+++ RECORDS FOR THE EXERCISE +++

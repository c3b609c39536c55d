// SPDX-License-Identifier: GPL-3.0-only

//! Declarative host bridge
//!
//! Declarative UI frameworks re-render a scanner view from a props snapshot
//! many times over its life. The bridge turns two consecutive snapshots into
//! the imperative controller calls that separate them, and keeps one
//! controller per view identity so a re-render never rebuilds the capture
//! pipeline.

use crate::backends::CapturePlatform;
use crate::config::{GuideStyle, SessionConfig};
use crate::errors::{ConfigError, ConfigResult};
use crate::overlay::Rect;
use crate::session::{ScannerBindings, SessionController};
use std::collections::HashMap;
use std::sync::Arc;
use tracing::{debug, warn};
use uuid::Uuid;

/// One render of a scanner view
#[derive(Debug, Clone, PartialEq)]
pub struct ScannerProps {
    pub config: SessionConfig,
    pub visible: bool,
    /// Laid-out bounds, once known
    pub bounds: Option<Rect>,
}

impl ScannerProps {
    pub fn new(config: SessionConfig) -> Self {
        Self {
            config,
            visible: false,
            bounds: None,
        }
    }

    pub fn visible(mut self, visible: bool) -> Self {
        self.visible = visible;
        self
    }

    pub fn with_bounds(mut self, bounds: Rect) -> Self {
        self.bounds = Some(bounds);
        self
    }
}

/// An imperative controller call derived from a props change
#[derive(Debug, Clone, PartialEq)]
pub enum ControllerCall {
    Attach(SessionConfig),
    UpdateGuideStyle(GuideStyle),
    BecomeVisible,
    BecomeHidden,
    LayoutChanged(Rect),
}

/// Calls that take a controller from `previous` to `next`
///
/// Ordered the way a view's lifecycle runs: configuration first, then
/// visibility, then layout. A change limited to the display-only guide
/// fields becomes `UpdateGuideStyle` rather than a full `Attach`.
pub fn diff(previous: Option<&ScannerProps>, next: &ScannerProps) -> Vec<ControllerCall> {
    let mut calls = Vec::new();

    match previous {
        None => calls.push(ControllerCall::Attach(next.config.clone())),
        Some(prev) if prev.config != next.config => {
            let mut restyled = prev.config.clone();
            restyled.guide.apply_style(&next.config.guide.style());
            if restyled == next.config {
                calls.push(ControllerCall::UpdateGuideStyle(next.config.guide.style()));
            } else {
                calls.push(ControllerCall::Attach(next.config.clone()));
            }
        }
        Some(_) => {}
    }

    let was_visible = previous.is_some_and(|p| p.visible);
    match (was_visible, next.visible) {
        (false, true) => calls.push(ControllerCall::BecomeVisible),
        (true, false) => calls.push(ControllerCall::BecomeHidden),
        _ => {}
    }

    let old_bounds = previous.and_then(|p| p.bounds);
    if let Some(bounds) = next.bounds
        && old_bounds != Some(bounds)
    {
        calls.push(ControllerCall::LayoutChanged(bounds));
    }

    calls
}

/// Apply one call to a controller
pub fn apply(controller: &mut SessionController, call: ControllerCall) -> ConfigResult<()> {
    match call {
        ControllerCall::Attach(config) => controller.attach(config)?,
        ControllerCall::UpdateGuideStyle(style) => controller.set_guide_style(style)?,
        ControllerCall::BecomeVisible => controller.become_visible(),
        ControllerCall::BecomeHidden => controller.become_hidden(),
        ControllerCall::LayoutChanged(bounds) => controller.layout_changed(bounds),
    }
    Ok(())
}

struct HostedView {
    controller: SessionController,
    props: ScannerProps,
}

type ControllerFactory = Box<dyn FnMut(Uuid) -> SessionController + Send>;

/// Stable controllers for a set of scanner views
pub struct ScannerHost {
    factory: ControllerFactory,
    views: HashMap<Uuid, HostedView>,
}

impl ScannerHost {
    /// Build controllers with `factory` the first time a view renders
    pub fn new(factory: impl FnMut(Uuid) -> SessionController + Send + 'static) -> Self {
        Self {
            factory: Box::new(factory),
            views: HashMap::new(),
        }
    }

    /// Every view shares one platform
    pub fn with_platform(platform: Arc<dyn CapturePlatform>) -> Self {
        Self::new(move |id| SessionController::with_id(id, Arc::clone(&platform)))
    }

    /// A fresh view identity
    pub fn new_view_id() -> Uuid {
        Uuid::new_v4()
    }

    /// Render a view
    ///
    /// Every derived call is applied even if an earlier one fails; the first
    /// configuration error is returned.
    pub fn render(&mut self, id: Uuid, props: ScannerProps) -> ConfigResult<()> {
        let is_new = !self.views.contains_key(&id);
        if is_new {
            debug!(view = %id, "Creating controller for new view");
            let controller = (self.factory)(id);
            self.views.insert(
                id,
                HostedView {
                    controller,
                    props: props.clone(),
                },
            );
        }
        let Some(view) = self.views.get_mut(&id) else {
            return Ok(());
        };
        let calls = if is_new {
            diff(None, &props)
        } else {
            diff(Some(&view.props), &props)
        };

        let mut first_error: Option<ConfigError> = None;
        for call in calls {
            if let Err(e) = apply(&mut view.controller, call) {
                warn!(view = %id, error = %e, "Controller rejected render");
                first_error.get_or_insert(e);
            }
        }
        view.props = props;

        match first_error {
            Some(e) => Err(e),
            None => Ok(()),
        }
    }

    /// Hide and drop a view's controller
    pub fn dismantle(&mut self, id: Uuid) -> bool {
        match self.views.remove(&id) {
            Some(mut view) => {
                view.controller.dismantle();
                debug!(view = %id, "View dismantled");
                true
            }
            None => false,
        }
    }

    pub fn controller(&self, id: Uuid) -> Option<&SessionController> {
        self.views.get(&id).map(|view| &view.controller)
    }

    pub fn controller_mut(&mut self, id: Uuid) -> Option<&mut SessionController> {
        self.views.get_mut(&id).map(|view| &mut view.controller)
    }

    pub fn bindings(&self, id: Uuid) -> Option<ScannerBindings> {
        self.controller(id).map(SessionController::bindings)
    }

    pub fn len(&self) -> usize {
        self.views.len()
    }

    pub fn is_empty(&self) -> bool {
        self.views.is_empty()
    }

    /// Apply ready events on every controller
    pub fn process_pending(&mut self) -> usize {
        self.views
            .values_mut()
            .map(|view| view.controller.process_pending())
            .sum()
    }

    /// Wait until any controller handled an event
    ///
    /// Returns the view that made progress, or `None` without views.
    pub async fn process_next(&mut self) -> Option<Uuid> {
        if self.views.is_empty() {
            return None;
        }

        let pending = self.views.iter_mut().map(|(id, view)| {
            let id = *id;
            Box::pin(async move {
                view.controller.process_next().await;
                id
            })
        });
        let (id, _, _) = futures::future::select_all(pending).await;
        Some(id)
    }
}

impl std::fmt::Debug for ScannerHost {
    fn fmt(&self, f: &mut std::fmt::Formatter<'_>) -> std::fmt::Result {
        f.debug_struct("ScannerHost")
            .field("views", &self.views.keys().collect::<Vec<_>>())
            .finish()
    }
}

+++

WHAT YOU WILL DO => How many lines in the data contain the string "false"? Respond with the number only.

WRITTEN ANSWER => 4